Como me comentaba un colega y amigo, hay personas que prefieren tener un gran vehículo (de esos que ocupan dos estacionamientos, no dejan ver, va solo una persona adentro y se usan para ir a comprar yogur sin lactosa y light al supermercado), en vez de tener, por ejemplo, un colector solar para agua caliente, los cuales ayudan a bajar la contaminación y a su vez se recupera en un corto tiempo lo invertido (cosa que con los autos jamás pasará).

Es deprimente observar la cantidad de agua mal gastada, mal uso del plástico, combustible usado para mover autos vacíos, los inútiles tacos vehiculares, autos carísimos con motores de carrera que no pueden andar a más de 20 km/h (hoy en día da lo mismo el tipo de auto); edificios que poca gente ocupa; costosas fachadas ventiladas acristaladas poco eficientes; gente que no camina… pero en fin, así es la realidad.

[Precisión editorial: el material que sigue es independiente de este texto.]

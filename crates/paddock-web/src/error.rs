//! API 에러 처리.

use axum::http::StatusCode;
use axum::response::{IntoResponse, Response};
use axum::Json;
use serde::Serialize;
use thiserror::Error;

/// API 에러
#[derive(Debug, Error)]
pub enum ApiError {
    /// 내부 서버 오류
    #[error("내부 서버 오류: {0}")]
    Internal(String),

    /// 리소스를 찾을 수 없음
    #[error("리소스를 찾을 수 없음: {0}")]
    NotFound(String),

    /// 잘못된 요청
    #[error("잘못된 요청: {0}")]
    BadRequest(String),
}

/// 에러 응답 본문
#[derive(Debug, Serialize)]
pub struct ErrorResponse {
    /// 에러 메시지
    pub error: String,
    /// HTTP 상태 코드
    pub status: u16,
}

impl IntoResponse for ApiError {
    fn into_response(self) -> Response {
        let (status, message) = match &self {
            ApiError::Internal(msg) => (StatusCode::INTERNAL_SERVER_ERROR, msg.clone()),
            ApiError::NotFound(msg) => (StatusCode::NOT_FOUND, msg.clone()),
            ApiError::BadRequest(msg) => (StatusCode::BAD_REQUEST, msg.clone()),
        };

        let body = ErrorResponse {
            error: message,
            status: status.as_u16(),
        };

        (status, Json(body)).into_response()
    }
}

impl From<paddock_core::error::CoreError> for ApiError {
    fn from(err: paddock_core::error::CoreError) -> Self {
        use paddock_core::error::CoreError;
        match err {
            CoreError::NotFound { resource_type, id } => {
                ApiError::NotFound(format!("{resource_type}: {id}"))
            }
            other => ApiError::Internal(other.to_string()),
        }
    }
}
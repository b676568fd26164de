//! Error types for each pipeline stage.
//!
//! Every component returns its own enum so callers can branch on the failure
//! kind. [`PipelineError`] wraps them without translation: a fetch failure
//! reaches the caller as [`PipelineError::Fetch`] carrying the original
//! [`FetchError`].

use reqwest::StatusCode;
use thiserror::Error;

/// Failures of the search API call.
#[derive(Debug, Error)]
pub enum FetchError {
    /// No API key was configured. Raised before any request is sent.
    #[error("API key is missing. Please set the \"Guardian_API_Key\" environment variable")]
    Configuration,

    /// The API answered with a non-success status.
    #[error("HTTP error {status} from {url}: {body}")]
    Http {
        status: StatusCode,
        /// Request URL with the API key stripped.
        url: String,
        /// Start of the response body, for context.
        body: String,
    },

    /// DNS, connection, timeout or other transport failure.
    #[error("network error during search request: {0}")]
    Network(#[source] reqwest::Error),

    /// Anything else, e.g. a success response whose body is not JSON.
    #[error("unexpected error during search request: {0}")]
    Unexpected(#[source] Box<dyn std::error::Error + Send + Sync>),
}

/// Failures of the article formatter.
#[derive(Debug, Error)]
pub enum FormatError {
    /// The input was not a JSON object.
    #[error("expected an object representing an article, found {found}")]
    TypeMismatch { found: &'static str },

    /// The input was an object but a known field had an unusable shape.
    #[error("unexpected error while formatting article: {0}")]
    Unexpected(#[source] serde_json::Error),
}

/// Which side of the stream call a failure came from.
#[derive(Debug, Clone, Copy, PartialEq, Eq)]
pub enum FailureOrigin {
    /// Credentials, connection or response decoding on our side.
    Client,
    /// The stream service rejected the request.
    Service,
}

impl std::fmt::Display for FailureOrigin {
    fn fmt(&self, f: &mut std::fmt::Formatter<'_>) -> std::fmt::Result {
        match self {
            FailureOrigin::Client => f.write_str("client"),
            FailureOrigin::Service => f.write_str("service"),
        }
    }
}

/// Boxed cause of a client-side stream failure.
pub type BoxError = Box<dyn std::error::Error + Send + Sync>;

/// Failures reported by a [`crate::publish::StreamClient`].
#[derive(Debug, Error)]
pub enum StreamClientError {
    /// The request never got a response: credentials, request construction,
    /// connection or timeout.
    #[error("transport error: {0}")]
    Transport(#[source] BoxError),

    /// A response that could not be decoded.
    #[error("could not decode stream response: {0}")]
    Decode(#[source] BoxError),

    /// The service answered with an error.
    #[error("{code} ({status}): {message}")]
    Service {
        status: u16,
        code: String,
        message: String,
    },
}

impl StreamClientError {
    pub fn origin(&self) -> FailureOrigin {
        match self {
            StreamClientError::Transport(_) | StreamClientError::Decode(_) => FailureOrigin::Client,
            StreamClientError::Service { .. } => FailureOrigin::Service,
        }
    }
}

/// Failures of the publisher.
#[derive(Debug, Error)]
pub enum PublishError {
    /// The batch could not be encoded as JSON.
    #[error("error with JSON encoding: {0}")]
    Serialization(#[source] serde_json::Error),

    /// The stream client failed; `origin` is kept for observability.
    #[error("error sending data to stream ({origin}-side): {source}")]
    Stream {
        origin: FailureOrigin,
        #[source]
        source: StreamClientError,
    },
}

impl From<StreamClientError> for PublishError {
    fn from(source: StreamClientError) -> Self {
        PublishError::Stream {
            origin: source.origin(),
            source,
        }
    }
}

/// Any failure of a full pipeline run.
#[derive(Debug, Error)]
pub enum PipelineError {
    #[error(transparent)]
    Fetch(#[from] FetchError),

    /// The search succeeded but `response.results` was missing or empty.
    #[error("no articles found for query {query:?}")]
    NoResults { query: String },

    #[error(transparent)]
    Format(#[from] FormatError),

    #[error(transparent)]
    Publish(#[from] PublishError),
}

impl PipelineError {
    /// Stable name of the failure kind, for logs and exit reporting.
    pub fn kind(&self) -> &'static str {
        match self {
            PipelineError::Fetch(FetchError::Configuration) => "configuration",
            PipelineError::Fetch(FetchError::Http { .. }) => "http",
            PipelineError::Fetch(FetchError::Network(_)) => "network",
            PipelineError::Fetch(FetchError::Unexpected(_)) => "unexpected",
            PipelineError::NoResults { .. } => "no_results",
            PipelineError::Format(FormatError::TypeMismatch { .. }) => "type_mismatch",
            PipelineError::Format(FormatError::Unexpected(_)) => "unexpected",
            PipelineError::Publish(PublishError::Serialization(_)) => "serialization",
            PipelineError::Publish(PublishError::Stream { .. }) => "publish",
        }
    }
}
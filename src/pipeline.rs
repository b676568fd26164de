//! Fetch → format → publish orchestration.
//!
//! A run moves through three stages in order:
//!
//! 1. **Fetching**: one search request via [`SearchClient`]
//! 2. **Formatting**: the first [`MAX_ARTICLES`] results through [`format_article`]
//! 3. **Publishing**: the whole batch as one record via [`publish_articles`]
//!
//! Any failure ends the run and is returned unchanged inside [`PipelineError`].
//! Nothing is retried and nothing is published after a failure.

use crate::error::PipelineError;
use crate::fetch::SearchClient;
use crate::format::format_article;
use crate::models::{NormalizedArticle, PutRecordOutput, SearchQuery};
use crate::publish::{StreamClient, publish_articles};
use serde_json::Value;
use std::fmt;
use tracing::{debug, info, instrument, warn};

/// Upper bound on articles per batch.
pub const MAX_ARTICLES: usize = 10;

/// Stage of a pipeline run, used for logging transitions.
#[derive(Debug, Clone, Copy, PartialEq, Eq)]
pub enum Stage {
    Fetching,
    Formatting,
    Publishing,
}

impl fmt::Display for Stage {
    fn fmt(&self, f: &mut fmt::Formatter<'_>) -> fmt::Result {
        match self {
            Stage::Fetching => f.write_str("fetching"),
            Stage::Formatting => f.write_str("formatting"),
            Stage::Publishing => f.write_str("publishing"),
        }
    }
}

/// What a successful run produced.
#[derive(Debug, Clone, PartialEq, Eq)]
pub struct RunSummary {
    /// Number of articles in the published batch.
    pub published: usize,
    /// Where the stream stored the record.
    pub record: Option<PutRecordOutput>,
}

/// The search client and stream client wired together.
#[derive(Debug)]
pub struct Pipeline<C> {
    search: SearchClient,
    stream: C,
}

impl<C: StreamClient> Pipeline<C> {
    pub fn new(search: SearchClient, stream: C) -> Self {
        Self { search, stream }
    }

    /// Run the pipeline once for `query`, publishing onto `stream_name`.
    ///
    /// # Errors
    ///
    /// * [`PipelineError::Fetch`] if the search request fails
    /// * [`PipelineError::NoResults`] if `response.results` is missing or empty
    /// * [`PipelineError::Format`] if a result cannot be normalized
    /// * [`PipelineError::Publish`] if the batch cannot be published
    #[instrument(level = "info", skip_all, fields(query = %query.query, stream = %stream_name))]
    pub async fn run(
        &self,
        query: &SearchQuery,
        stream_name: &str,
    ) -> Result<RunSummary, PipelineError> {
        let outcome = self.run_stages(query, stream_name).await;
        match &outcome {
            Ok(summary) => info!(published = summary.published, "Articles sent to stream successfully"),
            Err(e) => debug!(kind = e.kind(), error = %e, "Pipeline run failed"),
        }
        outcome
    }

    async fn run_stages(
        &self,
        query: &SearchQuery,
        stream_name: &str,
    ) -> Result<RunSummary, PipelineError> {
        info!(stage = %Stage::Fetching, "Entering stage");
        let raw = self.search.fetch(query).await?;

        let results = extract_results(&raw).ok_or_else(|| {
            warn!("No articles found for the given query and date");
            PipelineError::NoResults {
                query: query.query.clone(),
            }
        })?;

        info!(stage = %Stage::Formatting, total = results.len(), "Entering stage");
        if results.len() > MAX_ARTICLES {
            info!(
                total = results.len(),
                kept = MAX_ARTICLES,
                "Truncating results to batch size"
            );
        }
        let batch = format_batch(results)?;

        info!(stage = %Stage::Publishing, count = batch.len(), "Entering stage");
        let record = publish_articles(&self.stream, &batch, stream_name).await?;

        Ok(RunSummary {
            published: batch.len(),
            record,
        })
    }
}

/// The non-empty `response.results` array, if there is one.
fn extract_results(raw: &Value) -> Option<&[Value]> {
    raw.pointer("/response/results")
        .and_then(Value::as_array)
        .map(Vec::as_slice)
        .filter(|results| !results.is_empty())
}

/// Format the first [`MAX_ARTICLES`] results, keeping their order.
fn format_batch(results: &[Value]) -> Result<Vec<NormalizedArticle>, PipelineError> {
    results
        .iter()
        .take(MAX_ARTICLES)
        .map(|article| format_article(article).map_err(PipelineError::from))
        .collect()
}
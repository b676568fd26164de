//! Data models for search requests, raw API articles and their normalized form.
//!
//! - [`SearchQuery`]: The per-run search request
//! - [`RawArticle`]: One entry of `response.results` as returned by the search API
//! - [`NormalizedArticle`]: The compact record published onto the stream
//! - [`PutRecordOutput`]: What the stream service reports for an accepted record
//!
//! Field names on the wire use camelCase to match the Guardian API, hence the
//! `#[serde(rename_all = "camelCase")]` attributes. `content_preview` is the one
//! snake_case field downstream consumers expect.

use chrono::NaiveDate;
use serde::{Deserialize, Serialize};
use serde_json::Value;

/// A search request for a single pipeline run.
///
/// # Fields
///
/// * `query` - Free-text search term sent as `q`
/// * `from_date` - Optional lower bound on publication date, sent as `from-date`
#[derive(Debug, Clone, PartialEq, Eq)]
pub struct SearchQuery {
    /// The search term.
    pub query: String,
    /// Only return articles published on or after this date.
    pub from_date: Option<NaiveDate>,
}

impl SearchQuery {
    pub fn new(query: impl Into<String>, from_date: Option<NaiveDate>) -> Self {
        Self {
            query: query.into(),
            from_date,
        }
    }

    /// The `from-date` parameter as the API expects it (`YYYY-MM-DD`).
    pub fn from_date_param(&self) -> Option<String> {
        self.from_date.map(|d| d.format("%Y-%m-%d").to_string())
    }
}

/// An article as returned by the search API.
///
/// Every field is optional; anything else the API sends (`id`, `sectionId`,
/// `apiUrl`, ...) is ignored. The three copied fields are kept as raw JSON so
/// an unusual type is passed through instead of rejected.
#[derive(Debug, Clone, Default, Deserialize)]
#[serde(rename_all = "camelCase")]
pub struct RawArticle {
    pub web_publication_date: Option<Value>,
    pub web_title: Option<Value>,
    pub web_url: Option<Value>,
    pub fields: Option<RawFields>,
}

/// The nested `fields` object requested through `show-fields`.
#[derive(Debug, Clone, Default, Deserialize)]
#[serde(rename_all = "camelCase")]
pub struct RawFields {
    pub body: Option<String>,
    /// Requested alongside `body` but not used for the preview, so any JSON
    /// type is accepted.
    pub trail_text: Option<Value>,
}

/// A normalized article ready for publishing.
///
/// Missing source fields stay `None` and serialize as `null` rather than being
/// dropped, so every record in a batch has the same four keys. Present fields
/// are copied verbatim, whatever their JSON type.
#[derive(Debug, Clone, PartialEq, Serialize, Deserialize)]
pub struct NormalizedArticle {
    #[serde(rename = "webPublicationDate")]
    pub web_publication_date: Option<Value>,
    #[serde(rename = "webTitle")]
    pub web_title: Option<Value>,
    #[serde(rename = "webUrl")]
    pub web_url: Option<Value>,
    /// At most [`crate::format::PREVIEW_CHARS`] characters of body or title.
    pub content_preview: String,
}

/// Result of a successful `PutRecord` call.
#[derive(Debug, Clone, PartialEq, Eq)]
pub struct PutRecordOutput {
    pub shard_id: String,
    pub sequence_number: String,
}

#[cfg(test)]
mod tests {
    use super::*;
    use serde_json::json;

    #[test]
    fn test_from_date_param_formats_iso_date() {
        let q = SearchQuery::new("machine learning", NaiveDate::from_ymd_opt(2023, 1, 1));
        assert_eq!(q.from_date_param(), Some("2023-01-01".to_string()));

        let q = SearchQuery::new("machine learning", None);
        assert_eq!(q.from_date_param(), None);
    }

    #[test]
    fn test_raw_article_ignores_unknown_fields() {
        let raw: RawArticle = serde_json::from_value(json!({
            "id": "info/2023/nov/21/who-said-what",
            "type": "article",
            "sectionId": "info",
            "webTitle": "Who said what",
            "fields": { "trailText": "Preview", "body": "<p>Body</p>" }
        }))
        .unwrap();

        assert_eq!(raw.web_title, Some(json!("Who said what")));
        assert!(raw.web_url.is_none());
        let fields = raw.fields.unwrap();
        assert_eq!(fields.body.as_deref(), Some("<p>Body</p>"));
        assert_eq!(fields.trail_text, Some(json!("Preview")));
    }

    #[test]
    fn test_normalized_article_serializes_absent_fields_as_null() {
        let article = NormalizedArticle {
            web_publication_date: None,
            web_title: Some(json!("Title")),
            web_url: None,
            content_preview: "Title".to_string(),
        };

        let value = serde_json::to_value(&article).unwrap();
        assert_eq!(
            value,
            json!({
                "webPublicationDate": null,
                "webTitle": "Title",
                "webUrl": null,
                "content_preview": "Title"
            })
        );
    }

    #[test]
    fn test_raw_article_accepts_non_string_copied_fields() {
        let raw: RawArticle = serde_json::from_value(json!({
            "webPublicationDate": 1700565091,
            "webTitle": ["a", "b"],
            "webUrl": null
        }))
        .unwrap();

        assert_eq!(raw.web_publication_date, Some(json!(1700565091)));
        assert_eq!(raw.web_title, Some(json!(["a", "b"])));
        assert!(raw.web_url.is_none());
    }
}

Hay mucho trabajo en materia de educación del sentido común.

Mucha gente ingenua pide cambios sin proponer qué hacer, y al mismo tiempo están muy afanados por tener el último smartphone para chatear ‘e-mojis’… increíble. En síntesis, no entienden nada de lo que pasa y no quieren entender; esto no es culpa de las autoridades ni de los especialistas, es más bien un problema mental. No se dan cuenta de que la respuesta está en cambios de hábitos personales, nada más. Un ‘clic’ mental es lejos más barato y eficiente que cualquier norma o invento ecológico o sustentable.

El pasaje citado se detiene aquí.